- **DATA**:
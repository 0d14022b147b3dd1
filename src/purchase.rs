// SPDX-License-Identifier: AGPL-3.0-or-later
//
// Copyright (C) 2026 Relational Network

//! # Purchase Orchestration
//!
//! Ties the buyer-facing checkout together: balance gate, reservation,
//! OTP capture monitor, and the final settle-or-release decision.
//!
//! Money only moves at confirmation time, inside one store transaction.
//! The reservation merely holds the account while the buyer works through
//! the login on their own device; a buyer whose balance shrank between
//! reserve and confirm gets the account released, not a negative balance.

use std::sync::Arc;

use tracing::{info, warn};

use crate::config::ShopConfig;
use crate::error::{ShopError, ShopResult};
use crate::gateway::{MessagingGateway, OutboundMessage};
use crate::models::{Account, PrincipalId, Transaction};
use crate::otp::{MonitorRegistry, OtpMonitor};
use crate::provider::Provider;
use crate::reservations::ReservationManager;
use crate::storage::{CredentialStore, ShopDatabase};

/// A live reservation handed back to the dispatch layer for rendering.
#[derive(Debug, Clone, PartialEq)]
pub struct PurchaseTicket {
    pub account_id: u64,
    pub phone: String,
    pub price: f64,
    pub balance: f64,
}

/// Buyer-facing checkout flow.
pub struct PurchaseOrchestrator {
    db: Arc<ShopDatabase>,
    credentials: CredentialStore,
    provider: Arc<dyn Provider>,
    gateway: Arc<dyn MessagingGateway>,
    reservations: ReservationManager,
    monitors: Arc<MonitorRegistry>,
    config: Arc<ShopConfig>,
}

impl PurchaseOrchestrator {
    pub fn new(
        db: Arc<ShopDatabase>,
        credentials: CredentialStore,
        provider: Arc<dyn Provider>,
        gateway: Arc<dyn MessagingGateway>,
        monitors: Arc<MonitorRegistry>,
        config: Arc<ShopConfig>,
    ) -> Self {
        let reservations = ReservationManager::new(Arc::clone(&db), config.reserve_minutes);
        Self {
            db,
            credentials,
            provider,
            gateway,
            reservations,
            monitors,
            config,
        }
    }

    /// Start a checkout: gate on balance, reserve an account for the
    /// country, and arm its OTP monitor.
    ///
    /// The buyer row is created on first sight with a zero balance, so an
    /// unknown buyer fails the balance gate rather than erroring.
    pub async fn select_country(
        &self,
        buyer: PrincipalId,
        username: Option<&str>,
        country: &str,
    ) -> ShopResult<PurchaseTicket> {
        let user = self
            .db
            .get_or_create_user(buyer, username)
            .map_err(ShopError::from_store)?;

        let price = self.config.price(country);
        if user.balance < price {
            return Err(ShopError::InsufficientBalance {
                required: price,
                balance: user.balance,
            });
        }

        let account = self.reservations.reserve_any(country, buyer)?;
        self.arm_monitor(buyer, &account);

        info!(
            buyer = %buyer,
            account_id = account.id,
            country,
            price,
            "Checkout started"
        );
        Ok(PurchaseTicket {
            account_id: account.id,
            phone: account.phone,
            price,
            balance: user.balance,
        })
    }

    /// Re-arm the OTP monitor for an account the buyer holds, superseding
    /// the previous monitor task.
    pub fn request_new_code(&self, buyer: PrincipalId, account_id: u64) -> ShopResult<()> {
        let account = self.held_account(buyer, account_id)?;
        self.arm_monitor(buyer, &account);
        info!(buyer = %buyer, account_id, "OTP monitor re-armed");
        Ok(())
    }

    /// Settle the purchase: stop the monitor, re-check the balance, and
    /// either finalize the sale or release the account.
    pub async fn confirm_done(
        &self,
        buyer: PrincipalId,
        account_id: u64,
    ) -> ShopResult<Transaction> {
        let account = self.held_account(buyer, account_id)?;
        self.monitors.stop(account_id);

        // Balance may have been spent elsewhere since the reservation.
        let balance = self
            .db
            .get_user(buyer)
            .map_err(ShopError::from_store)?
            .map(|user| user.balance)
            .unwrap_or(0.0);
        if balance < account.price {
            self.reservations.release(account_id)?;
            warn!(
                buyer = %buyer,
                account_id,
                balance,
                price = account.price,
                "Balance shortfall at confirmation, account released"
            );
            return Err(ShopError::InsufficientBalance {
                required: account.price,
                balance,
            });
        }

        let entry = self
            .db
            .finalize_sale(buyer, account_id)
            .map_err(ShopError::from_store)?;
        info!(
            buyer = %buyer,
            account_id,
            amount = entry.amount,
            "Sale finalized"
        );

        self.notify_operators(buyer, &account).await;
        Ok(entry)
    }

    /// Abandon a checkout: cancel the monitor and return the account to
    /// stock.
    pub fn abandon(&self, buyer: PrincipalId, account_id: u64) -> ShopResult<()> {
        let _ = self.held_account(buyer, account_id)?;
        self.monitors.stop(account_id);
        self.reservations.release(account_id)?;
        info!(buyer = %buyer, account_id, "Checkout abandoned");
        Ok(())
    }

    /// The account, checked to be currently reserved by this buyer.
    fn held_account(&self, buyer: PrincipalId, account_id: u64) -> ShopResult<Account> {
        let account = self
            .db
            .get_account(account_id)
            .map_err(ShopError::from_store)?
            .ok_or_else(|| ShopError::NotFound(format!("account {account_id}")))?;
        match account.reservation() {
            Some(reservation) if reservation.reserved_by == buyer => Ok(account),
            _ => Err(ShopError::StatusConflict {
                id: account_id,
                expected: "reserved",
            }),
        }
    }

    fn arm_monitor(&self, buyer: PrincipalId, account: &Account) {
        let monitor = OtpMonitor::new(
            Arc::clone(&self.db),
            Arc::clone(&self.provider),
            Arc::clone(&self.gateway),
            buyer,
            account.id,
            account.phone.clone(),
            self.credentials.path(&account.credential_ref),
            self.config.otp_wait,
        );
        self.monitors.start(monitor);
    }

    /// Tell every configured operator about a completed sale. Gateway
    /// failures are logged, never propagated.
    async fn notify_operators(&self, buyer: PrincipalId, account: &Account) {
        let text = format!(
            "💰 **Account Sold**\n\n📱 **Number:** `{}`\n🌍 **Country:** {}\n💵 **Price:** ${:.2}\n👤 **Buyer:** `{}`",
            account.phone, account.country, account.price, buyer
        );
        for operator in &self.config.operators {
            if let Err(e) = self
                .gateway
                .send_message(*operator, OutboundMessage::text(text.clone()))
                .await
            {
                warn!(operator = %operator, error = %e, "Failed to notify operator of sale");
            }
        }
    }
}

#[cfg(test)]
mod tests {
    use super::*;
    use crate::models::{AccountStatus, TxKind};
    use crate::storage::StoragePaths;
    use crate::testkit::{system_message, MockProvider, RecordingGateway};

    const BUYER: PrincipalId = PrincipalId(700);
    const OPERATOR: PrincipalId = PrincipalId(100);

    struct Harness {
        _dir: tempfile::TempDir,
        db: Arc<ShopDatabase>,
        provider: Arc<MockProvider>,
        gateway: Arc<RecordingGateway>,
        monitors: Arc<MonitorRegistry>,
        shop: PurchaseOrchestrator,
    }

    fn harness() -> Harness {
        let dir = tempfile::tempdir().unwrap();
        let paths = StoragePaths::new(dir.path());
        let db = Arc::new(ShopDatabase::open(&paths.database()).unwrap());
        let credentials = CredentialStore::open(paths).unwrap();
        let provider = MockProvider::new();
        let gateway = RecordingGateway::new();
        let monitors = Arc::new(MonitorRegistry::new());
        let config = Arc::new(ShopConfig {
            operators: vec![OPERATOR],
            ..ShopConfig::default()
        });
        let shop = PurchaseOrchestrator::new(
            Arc::clone(&db),
            credentials,
            provider.clone() as Arc<dyn Provider>,
            gateway.clone() as Arc<dyn MessagingGateway>,
            Arc::clone(&monitors),
            config,
        );
        Harness {
            _dir: dir,
            db,
            provider,
            gateway,
            monitors,
            shop,
        }
    }

    fn seed_account(db: &ShopDatabase, country: &str, price: f64) -> u64 {
        db.insert_account(country, "+12025550123", "12025550123.session", None, None, price)
            .unwrap()
            .id
    }

    fn fund(db: &ShopDatabase, buyer: PrincipalId, amount: f64) {
        db.get_or_create_user(buyer, Some("buyer")).unwrap();
        db.adjust_balance(buyer, amount, TxKind::AdminTopup).unwrap();
    }

    #[tokio::test]
    async fn checkout_and_confirm_settles_the_sale() {
        let h = harness();
        let id = seed_account(&h.db, "US", 40.0);
        fund(&h.db, BUYER, 100.0);

        let ticket = h
            .shop
            .select_country(BUYER, Some("buyer"), "US")
            .await
            .unwrap();
        assert_eq!(ticket.account_id, id);
        assert_eq!(ticket.price, 40.0);
        assert_eq!(h.monitors.len(), 1);

        let entry = h.shop.confirm_done(BUYER, id).await.unwrap();
        assert_eq!(entry.amount, 40.0);
        assert_eq!(entry.kind, TxKind::Purchase);
        assert_eq!(entry.account_id, Some(id));

        let user = h.db.get_user(BUYER).unwrap().unwrap();
        assert_eq!(user.balance, 60.0);
        let account = h.db.get_account(id).unwrap().unwrap();
        assert_eq!(account.status, AccountStatus::Sold);
        assert!(h.monitors.is_empty());

        // Exactly one purchase entry in the ledger
        let purchases: Vec<_> = h
            .db
            .list_transactions()
            .unwrap()
            .into_iter()
            .filter(|entry| entry.kind == TxKind::Purchase)
            .collect();
        assert_eq!(purchases.len(), 1);

        // Operator got the sale notice
        assert_eq!(h.gateway.sent_to(OPERATOR).len(), 1);
    }

    #[tokio::test]
    async fn unknown_buyer_fails_the_balance_gate() {
        let h = harness();
        seed_account(&h.db, "US", 40.0);

        let err = h
            .shop
            .select_country(BUYER, Some("buyer"), "US")
            .await
            .unwrap_err();
        assert!(matches!(
            err,
            ShopError::InsufficientBalance {
                required,
                balance
            } if required == 40.0 && balance == 0.0
        ));
        // Nothing was reserved
        assert!(h.monitors.is_empty());
    }

    #[tokio::test]
    async fn stockout_reports_the_country() {
        let h = harness();
        fund(&h.db, BUYER, 100.0);

        let err = h
            .shop
            .select_country(BUYER, Some("buyer"), "US")
            .await
            .unwrap_err();
        assert!(matches!(err, ShopError::OutOfStock(country) if country == "US"));
    }

    #[tokio::test]
    async fn shortfall_at_confirmation_releases_the_account() {
        let h = harness();
        let id = seed_account(&h.db, "US", 40.0);
        fund(&h.db, BUYER, 50.0);

        h.shop
            .select_country(BUYER, Some("buyer"), "US")
            .await
            .unwrap();

        // Balance drained between reserve and confirm
        h.db.adjust_balance(BUYER, -45.0, TxKind::AdminDeduction)
            .unwrap();

        let err = h.shop.confirm_done(BUYER, id).await.unwrap_err();
        assert!(matches!(err, ShopError::InsufficientBalance { .. }));

        let account = h.db.get_account(id).unwrap().unwrap();
        assert_eq!(account.status, AccountStatus::Available);
        // No purchase was recorded
        assert!(h
            .db
            .list_transactions()
            .unwrap()
            .iter()
            .all(|entry| entry.kind != TxKind::Purchase));
    }

    #[tokio::test]
    async fn confirm_by_someone_else_is_rejected() {
        let h = harness();
        let id = seed_account(&h.db, "US", 40.0);
        fund(&h.db, BUYER, 100.0);
        fund(&h.db, PrincipalId(701), 100.0);

        h.shop
            .select_country(BUYER, Some("buyer"), "US")
            .await
            .unwrap();

        let err = h.shop.confirm_done(PrincipalId(701), id).await.unwrap_err();
        assert!(matches!(
            err,
            ShopError::StatusConflict {
                expected: "reserved",
                ..
            }
        ));
        // Still held by the original buyer
        let account = h.db.get_account(id).unwrap().unwrap();
        assert_eq!(account.reservation().unwrap().reserved_by, BUYER);
    }

    #[tokio::test]
    async fn request_new_code_requires_a_held_reservation() {
        let h = harness();
        let id = seed_account(&h.db, "US", 40.0);

        let err = h.shop.request_new_code(BUYER, id).unwrap_err();
        assert!(matches!(err, ShopError::StatusConflict { .. }));
        let err = h.shop.request_new_code(BUYER, 999).unwrap_err();
        assert!(matches!(err, ShopError::NotFound(_)));
    }

    #[tokio::test]
    async fn abandon_returns_the_account_to_stock() {
        let h = harness();
        let id = seed_account(&h.db, "US", 40.0);
        fund(&h.db, BUYER, 100.0);

        h.shop
            .select_country(BUYER, Some("buyer"), "US")
            .await
            .unwrap();
        h.shop.abandon(BUYER, id).unwrap();

        let account = h.db.get_account(id).unwrap().unwrap();
        assert_eq!(account.status, AccountStatus::Available);
        assert!(h.monitors.is_empty());
    }

    #[tokio::test]
    async fn armed_monitor_forwards_a_captured_code() {
        let h = harness();
        let id = seed_account(&h.db, "US", 40.0);
        fund(&h.db, BUYER, 100.0);

        h.provider.queue_message(system_message("Login Code: 45441"));
        h.shop
            .select_country(BUYER, Some("buyer"), "US")
            .await
            .unwrap();

        // Give the spawned monitor a chance to run
        tokio::task::yield_now().await;
        tokio::time::sleep(std::time::Duration::from_millis(50)).await;

        let sent = h.gateway.sent_to(BUYER);
        assert_eq!(sent.len(), 1);
        assert!(sent[0].text.contains("45441"));
        assert!(sent[0].buttons[0]
            .iter()
            .any(|button| button.action == format!("done_{id}")));
    }
}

- **YOUR ASSIGNMENT**: Looking at the data, how many lines hold the string "PurchaseTicket"? Reply with the number alone.

- **TASK ANSWER**: 3